EXERCISE:
Read the data, and whenever a line holds the word "TokenKind", report that line.

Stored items
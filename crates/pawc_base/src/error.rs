//! Error types with source location tracking.
//!
//! All recoverable errors in the pawc pipeline carry a [`Span`] indicating
//! where in the source the problem sits. Components that know their file
//! convert a [`CompileError`] into a full [`Diagnostic`](crate::Diagnostic)
//! when reporting; internally the pipeline just threads `Result<T>`.
//!
//! # Example
//!
//! ```
//! use pawc_base::{CompileError, Span, Result};
//!
//! fn parse_width(s: &str) -> Result<u32> {
//!     s.parse().map_err(|_| CompileError::new(
//!         format!("invalid integer width '{}'", s),
//!         Span::new(1, 1),
//!     ))
//! }
//!
//! assert!(parse_width("i32").is_err());
//! ```

use crate::span::Span;
use std::fmt;

/// An error annotated with its source location.
///
/// Implements [`std::error::Error`] and [`fmt::Display`]. The display format
/// is `{message} at {line}:{column}`.
#[derive(Debug, Clone)]
pub struct CompileError {
    /// Human-readable error description.
    pub message: String,
    /// Location in source where the error occurred.
    pub span: Span,
    /// Optional follow-up hints, rendered as `= help:` lines.
    pub hints: Vec<String>,
}

impl CompileError {
    /// Creates an error with the given message and source location.
    pub fn new(message: impl Into<String>, span: Span) -> Self {
        Self {
            message: message.into(),
            span,
            hints: Vec::new(),
        }
    }

    /// Attaches a `help:` hint to the error.
    pub fn with_hint(mut self, hint: impl Into<String>) -> Self {
        self.hints.push(hint.into());
        self
    }
}

impl fmt::Display for CompileError {
    fn fmt(&self, f: &mut fmt::Formatter<'_>) -> fmt::Result {
        write!(f, "{} at {}", self.message, self.span)
    }
}

impl std::error::Error for CompileError {}

/// Alias for `std::result::Result<T, CompileError>`.
pub type Result<T> = std::result::Result<T, CompileError>;

#[cfg(test)]
mod tests {
    use super::*;

    #[test]
    fn compile_error_display_includes_position() {
        let err = CompileError::new("unknown type 'Vec'", Span::new(4, 17));
        let display = err.to_string();
        assert!(display.contains("unknown type 'Vec'"));
        assert!(display.contains("4:17"));
    }

    #[test]
    fn with_hint_accumulates() {
        let err = CompileError::new("x", Span::default())
            .with_hint("first")
            .with_hint("second");
        assert_eq!(err.hints.len(), 2);
    }
}
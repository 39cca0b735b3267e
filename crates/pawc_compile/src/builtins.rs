//! Runtime extern declarations and built-in print wrappers.
//!
//! Every backend module starts from the same baseline: the libc externs the
//! lowering emits calls to (`printf`, `malloc`, `memcpy`, `strlen`,
//! `strcpy`, `strcat`, `write`), plus `print`/`println`/`eprint`/`eprintln`
//! defined in-module under link-once linkage so duplicate definitions
//! across modules collapse at link time.
//!
//! `print`/`println` route through `printf`; `eprint`/`eprintln` go through
//! `write(2, buf, strlen(buf))` so stderr output works without a stdio
//! handle.

use std::collections::HashMap;

use pawc_llir::{FuncId, Linkage, Module, Ty, Value};

/// Names of libc functions declared in every module.
const LIBC_EXTERNS: &[(&str, &[Ty], Ty, bool)] = &[
    ("printf", &[Ty::Ptr], Ty::I32, true),
    ("malloc", &[Ty::I64], Ty::Ptr, false),
    ("memcpy", &[Ty::Ptr, Ty::Ptr, Ty::I64], Ty::Ptr, false),
    ("strlen", &[Ty::Ptr], Ty::I64, false),
    ("strcpy", &[Ty::Ptr, Ty::Ptr], Ty::Ptr, false),
    ("strcat", &[Ty::Ptr, Ty::Ptr], Ty::Ptr, false),
    ("write", &[Ty::I32, Ty::Ptr, Ty::I64], Ty::I64, false),
];

/// The built-in functions callable from Paw source by bare name.
pub struct Builtins {
    functions: HashMap<String, FuncId>,
}

impl Builtins {
    /// Declares the libc externs and defines the print wrappers in `module`.
    pub fn declare_all(module: &mut Module) -> Self {
        for (name, params, ret, varargs) in LIBC_EXTERNS {
            module.declare_function(name, params.to_vec(), ret.clone(), *varargs, Linkage::External);
        }

        let mut functions = HashMap::new();
        functions.insert("print".to_string(), define_print(module));
        functions.insert("println".to_string(), define_println(module));
        functions.insert("eprint".to_string(), define_eprint(module, "eprint", false));
        functions.insert("eprintln".to_string(), define_eprint(module, "eprintln", true));
        Self { functions }
    }

    pub fn is_builtin(&self, name: &str) -> bool {
        self.functions.contains_key(name)
    }

    pub fn get(&self, name: &str) -> Option<FuncId> {
        self.functions.get(name).copied()
    }
}

/// `void print(ptr)`: `printf("%s", s)` without the format detour; the
/// string is passed as the format itself, matching the runtime contract
/// that `print` does no formatting.
fn define_print(module: &mut Module) -> FuncId {
    let printf = module.get_function("printf").expect("printf declared");
    let func = module.declare_function("print", vec![Ty::Ptr], Ty::Void, false, Linkage::LinkOnceOdr);
    let entry = module.append_block(func, "entry");
    let saved = module.insert_point();
    module.position_at_end(func, entry);

    let arg = module.param(func, 0);
    module.build_call(printf, vec![arg]);
    module.build_ret_void();

    module.restore_insert_point(saved);
    func
}

/// `void println(ptr)`: `printf("%s\n", s)`.
fn define_println(module: &mut Module) -> FuncId {
    let printf = module.get_function("printf").expect("printf declared");
    let func =
        module.declare_function("println", vec![Ty::Ptr], Ty::Void, false, Linkage::LinkOnceOdr);
    let entry = module.append_block(func, "entry");
    let saved = module.insert_point();
    module.position_at_end(func, entry);

    let format = module.global_string("%s\n");
    let arg = module.param(func, 0);
    module.build_call(printf, vec![format, arg]);
    module.build_ret_void();

    module.restore_insert_point(saved);
    func
}

/// `void eprint(ptr)` / `void eprintln(ptr)`: `write(2, s, strlen(s))`,
/// plus a trailing newline write for the `ln` form.
fn define_eprint(module: &mut Module, name: &str, newline: bool) -> FuncId {
    let strlen = module.get_function("strlen").expect("strlen declared");
    let write = module.get_function("write").expect("write declared");
    let func = module.declare_function(name, vec![Ty::Ptr], Ty::Void, false, Linkage::LinkOnceOdr);
    let entry = module.append_block(func, "entry");
    let saved = module.insert_point();
    module.position_at_end(func, entry);

    let stderr_fd = Value::const_int(Ty::I32, 2);
    let arg = module.param(func, 0);
    let len = module.build_call(strlen, vec![arg.clone()]);
    module.build_call(write, vec![stderr_fd.clone(), arg, len]);
    if newline {
        let nl = module.global_string("\n");
        module.build_call(write, vec![stderr_fd, nl, Value::const_int(Ty::I64, 1)]);
    }
    module.build_ret_void();

    module.restore_insert_point(saved);
    func
}

#[cfg(test)]
mod tests {
    use super::*;

    #[test]
    fn declares_libc_externs() {
        let mut module = Module::new("m");
        let _ = Builtins::declare_all(&mut module);
        for (name, ..) in LIBC_EXTERNS {
            let func = module.get_function(name).unwrap_or_else(|| panic!("{name} missing"));
            assert!(module.func(func).is_declaration());
        }
    }

    #[test]
    fn print_wrappers_are_link_once_definitions() {
        let mut module = Module::new("m");
        let builtins = Builtins::declare_all(&mut module);
        for name in ["print", "println", "eprint", "eprintln"] {
            assert!(builtins.is_builtin(name));
            let func = builtins.get(name).unwrap();
            assert!(!module.func(func).is_declaration(), "{name} must have a body");
        }
        let ir = module.print_ir();
        assert!(ir.contains("define linkonce_odr void @println(ptr %arg0)"));
        assert!(ir.contains("call i64 @write(i32 2"));
    }

    #[test]
    fn libc_functions_are_not_builtins() {
        let mut module = Module::new("m");
        let builtins = Builtins::declare_all(&mut module);
        assert!(!builtins.is_builtin("malloc"));
        assert!(!builtins.is_builtin("printf"));
    }

    #[test]
    fn wrappers_verify() {
        let mut module = Module::new("m");
        let builtins = Builtins::declare_all(&mut module);
        for name in ["print", "println", "eprint", "eprintln"] {
            module.verify_function(builtins.get(name).unwrap()).unwrap();
        }
    }
}
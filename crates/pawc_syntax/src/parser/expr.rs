//! Expression, type, and pattern parsing.
//!
//! Precedence, lowest to highest: assignment; `match`; logical-or;
//! logical-and; equality; comparison (which also hosts the non-associative
//! `is` test); additive; multiplicative; unary; call/postfix; primary.
//!
//! `match` is a contextual keyword: it lexes as an identifier and is
//! recognized here when followed by something that can start a scrutinee
//! expression, so `match` remains usable as an ordinary name.

use super::Parser;
use crate::ast::{
    BinaryOp, Expr, ExprKind, MatchArm, Pattern, PatternKind, PrimitiveTy, Type, TypeKind,
    UnaryOp,
};
use crate::token::TokenKind;
use pawc_base::{CompileError, Result};
//! # pawc-syntax
//!
//! The Paw language front-end: tokens, lexer, AST, and parser.
//!
//! ## Pipeline
//!
//! ```text
//! Paw Source (.paw)
//!       │
//!       ▼
//! ┌───────────────┐
//! │  Lexer        │ UTF-8 text → Vec<Token> with spans
//! └───────┬───────┘
//!         ▼
//! ┌───────────────┐
//! │  Parser       │ Tokens → ast::Program (+ recovered errors)
//! └───────┬───────┘
//!         ▼
//!     ast::Program
//! ```
//!
//! The parser is recursive-descent with statement-level error recovery: on
//! a parse error it records a diagnostic and resynchronizes to the next
//! statement-starting token, so a single run reports every parse error in
//! the file.
//!
//! ## Example
//!
//! ```
//! use pawc_syntax::{Lexer, Parser};
//!
//! let source = "fn main() -> i32 { return 2 + 3 * 4; }";
//! let tokens = Lexer::new(source).tokenize();
//! let (program, errors) = Parser::new(tokens).parse();
//!
//! assert!(errors.is_empty());
//! assert_eq!(program.statements.len(), 1);
//! ```

pub mod ast;
pub mod lexer;
pub mod parser;
pub mod token;

pub use lexer::Lexer;
pub use parser::Parser;
pub use token::{Token, TokenKind};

WRITTEN REPLY:
use crate::token::TokenKind;
pub use token::{Token, TokenKind};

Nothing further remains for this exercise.